Studio album by Skrillex
- Released: April 1, 2025
- Recorded: 2010–2025
- Genres: Dubstep; drum and bass; trap; UK garage;
- Length: 46:27
- Labels: Owsla; Atlantic;
- Producers: Skrillex; Boys Noize; Dylan Brady; Car!ton; Dilip; Eurohead; John Feldmann; Fred Again; G Jones; Heavy Mellow; Ilykimchi; Isoxo; Jamesjamesjames; Peter Lee Johnson; Joker; Jónsi; Rex Kudo; Parisi; Space Laces; Sleepnet; Team EZY; Whitearmor; Wuki; Varg^{2TM}; Virtual Riot;

Skrillex chronology
| Don't Get Too Close (2023) | Fuck U Skrillex You Think Ur Andy Warhol but Ur Not!! <3 (2025) | Hit Me Where It Hurts X (2025) |

= Fuck U Skrillex You Think Ur Andy Warhol but Ur Not!! =

Fuck U Skrillex You Think Ur Andy Warhol but Ur Not!! <3 (stylized in all caps, and more commonly shortened to Fuck U Skrillex or FUS) is the fourth studio album by American record producer Skrillex. It was released on April 1, 2025, through Atlantic Records and Owsla as a surprise album. Unlike his previous three albums, it is presented as a continuous mix hosted by producer DJ Smokey. Stylistically, the album has been described as a return to Skrillex's dubstep roots, featuring several previously unreleased tracks dating back to 2010.

The album features appearances from a wide variety of collaborators, including Boys Noize, Dylan Brady, Varg2TM, Whitearmor, Starrah, Zacari, Virtual Riot and Parisi. Production was primarily handled by Skrillex himself, alongside Fred Again, Varg2TM, Whitearmor, and Eurohead, among others. Fuck U Skrillex follows his pair of 2023 albums, Quest for Fire and Don't Get Too Close. The album received a nomination for Best Dance/Electronic Album at the 68th Grammy Awards.

== Release ==
Fuck U Skrillex received no previous promotion, and was released as a surprise album. On March 31, 2025, one night before release, the full mixtape was shared by Skrillex via a Dropbox link sent to his email subscriber list. The album was released to streaming services on April 1, 2025. The cover photograph was taken near the NestHQ media company building in Los Angeles, California and features a first generation Mazda Miata.

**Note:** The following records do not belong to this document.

//! Configuration loading for ContentBlitz

mod schema;

pub use schema::{
    Config, ConfigOverride, EffectiveConfig, LengthLimits, DEFAULT_BLOG_MAX_WORDS,
    DEFAULT_BLOG_MIN_WORDS, DEFAULT_SHORT_FORM_MAX_CHARS,
};

use anyhow::{Context, Result};
use globset::{Glob, GlobSet, GlobSetBuilder};
use std::collections::HashSet;
use std::fs;
use std::path::{Path, PathBuf};

pub const CONFIG_FILENAME: &str = ".contentblitzrc.json";

/// Find and load config file with extends resolution. Searches current directory then parents.
pub fn load_config(work_dir: &Path, custom_path: Option<&Path>) -> Result<Config> {
    let path = if let Some(p) = custom_path {
        let path = if p.is_absolute() {
            p.to_path_buf()
        } else {
            work_dir.join(p)
        };
        if path.exists() {
            Some(path)
        } else {
            anyhow::bail!("Config file not found: {}", path.display());
        }
    } else {
        find_config_in_parents(work_dir)
    };

    match path {
        Some(path) => load_config_with_extends(&path, &mut HashSet::new()),
        None => Ok(Config::default()),
    }
}

/// Load a config file and resolve extends chain
fn load_config_with_extends(config_path: &Path, visited: &mut HashSet<PathBuf>) -> Result<Config> {
    let canonical = config_path
        .canonicalize()
        .unwrap_or_else(|_| config_path.to_path_buf());
    if visited.contains(&canonical) {
        anyhow::bail!(
            "Circular extends detected in config: {}",
            config_path.display()
        );
    }
    visited.insert(canonical);

    let content = fs::read_to_string(config_path)
        .with_context(|| format!("Failed to read config: {}", config_path.display()))?;
    let mut config: Config = serde_json::from_str(&content)
        .with_context(|| format!("Invalid JSON in config: {}", config_path.display()))?;

    if let Some(extends) = config.extends.take() {
        let base_config = resolve_extends(config_path, &extends, visited)?;
        config.merge_from(base_config);
    }

    Ok(config)
}

/// Resolve an extends reference (relative to the extending file, or absolute)
fn resolve_extends(
    config_path: &Path,
    extends: &str,
    visited: &mut HashSet<PathBuf>,
) -> Result<Config> {
    let config_dir = config_path.parent().unwrap_or(Path::new("."));

    let extends_path = if extends.starts_with('/') {
        PathBuf::from(extends)
    } else {
        config_dir.join(extends)
    };

    // Ensure it has .json extension
    let extends_path = if extends_path.extension().is_none() {
        extends_path.with_extension("json")
    } else {
        extends_path
    };

    if !extends_path.exists() {
        anyhow::bail!(
            "Extended config not found: {} (referenced from {})",
            extends_path.display(),
            config_path.display()
        );
    }

    load_config_with_extends(&extends_path, visited)
}

/// Search for .contentblitzrc.json in directory and its parents
fn find_config_in_parents(mut dir: &Path) -> Option<PathBuf> {
    loop {
        let candidate = dir.join(CONFIG_FILENAME);
        if candidate.exists() {
            return Some(candidate);
        }
        dir = dir.parent()?;
    }
}

/// Build a GlobSet from ignore patterns for path matching
pub fn build_ignore_set(patterns: &[String]) -> Result<GlobSet> {
    let mut builder = GlobSetBuilder::new();
    for pattern in patterns {
        let glob =
            Glob::new(pattern).with_context(|| format!("Invalid ignore pattern: {}", pattern))?;
        builder.add(glob);
    }
    builder.build().map_err(|e| anyhow::anyhow!("{}", e))
}

/// Check if a path should be ignored based on config glob patterns
pub fn is_ignored(path: &Path, ignore_set: &GlobSet) -> bool {
    ignore_set.is_match(path)
}

/// Starter config written by `contentblitz init`
pub fn starter_config(content_type: crate::ContentType, keywords: &[String]) -> String {
    let keywords = serde_json::to_string(keywords).unwrap_or_else(|_| "[]".to_string());
    format!(
        r#"{{
  "contentType": "{}",
  "keywords": {},
  "minScore": 6.0,
  "ignore": [
    "**/drafts/**",
    "**/node_modules/**"
  ],
  "brandVoice": {{
    "formality": "balanced",
    "perspective": "second person"
  }},
  "limits": {{
    "blogMinWords": {},
    "blogMaxWords": {},
    "shortFormMaxChars": {}
  }},
  "overrides": [
    {{
      "files": ["**/social/**"],
      "contentType": "short_form"
    }}
  ]
}}
"#,
        content_type.as_str(),
        keywords,
        DEFAULT_BLOG_MIN_WORDS,
        DEFAULT_BLOG_MAX_WORDS,
        DEFAULT_SHORT_FORM_MAX_CHARS
    )
}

Several months prior up to the album's release, Skrillex made public comments on his Twitter/X account about his frustration with Atlantic Records. Since his contract required four albums, this album is to be Skrillex's final project with Atlantic, which has been affiliated with every Skrillex release since his debut single "Weekends!!!" (2010).

== Critical reception ==

In a review for Billboard, Katie Bain called the album "occasionally laugh-out-loud funny" and "ultimately quite moving", noting its "tongue-in-cheek" tone and praising "Voltage" as "one of the most, if not the most, emotionally resonant, truly moving songs of the entire Skrillex catalog".

A positive review by Michaelangelo Matos for Rolling Stone noted the album's "playful edge" and attention to detail. Receiving the album positively, Vultures Craig Jenkins praised the album's eclecticism, likening the album's mixtape format to Resident Advisor mixes and DJ Drama's Gangsta Grillz series.

Professional ratings
Aggregate scores
| Source | Rating |
| Metacritic | 74/100 |
Review scores
| Source | Rating |
| AllMusic | Star |
| NME | Star |
| Pitchfork | 8.0/10 |
| Rolling Stone | Star Half star |
| Tom Hull | B− |

==Track listing==

Notes
- indicates an additional producer.
- indicates a vocal producer.
- All track titles are stylized in all caps.

Sample credits
- "Tears Lost Drop" is an alternate version of "Tears" from Quest for Fire and contains a sample of "I Never Knew", written by Fred Jerkins III, Rodney Jerkins, Isaac Phillips and LaShawn Daniels, and performed by Deborah Cox.
- "Andy" contains samples of "Top Off", written by Khaled Khaled, Shawn Carter, Nayvadius Wilburn, Beyoncé Knowles, and Joseph Zarrillo, as performed by DJ Khaled featuring Jay-Z, Future, and Beyoncé, and "U Don't Know Me (Like U Used To)", written by Brandy Norwood, Rodney Jerkins, Isaac Phillips, Paris Davis, and Sean Bryant, as performed by Brandy.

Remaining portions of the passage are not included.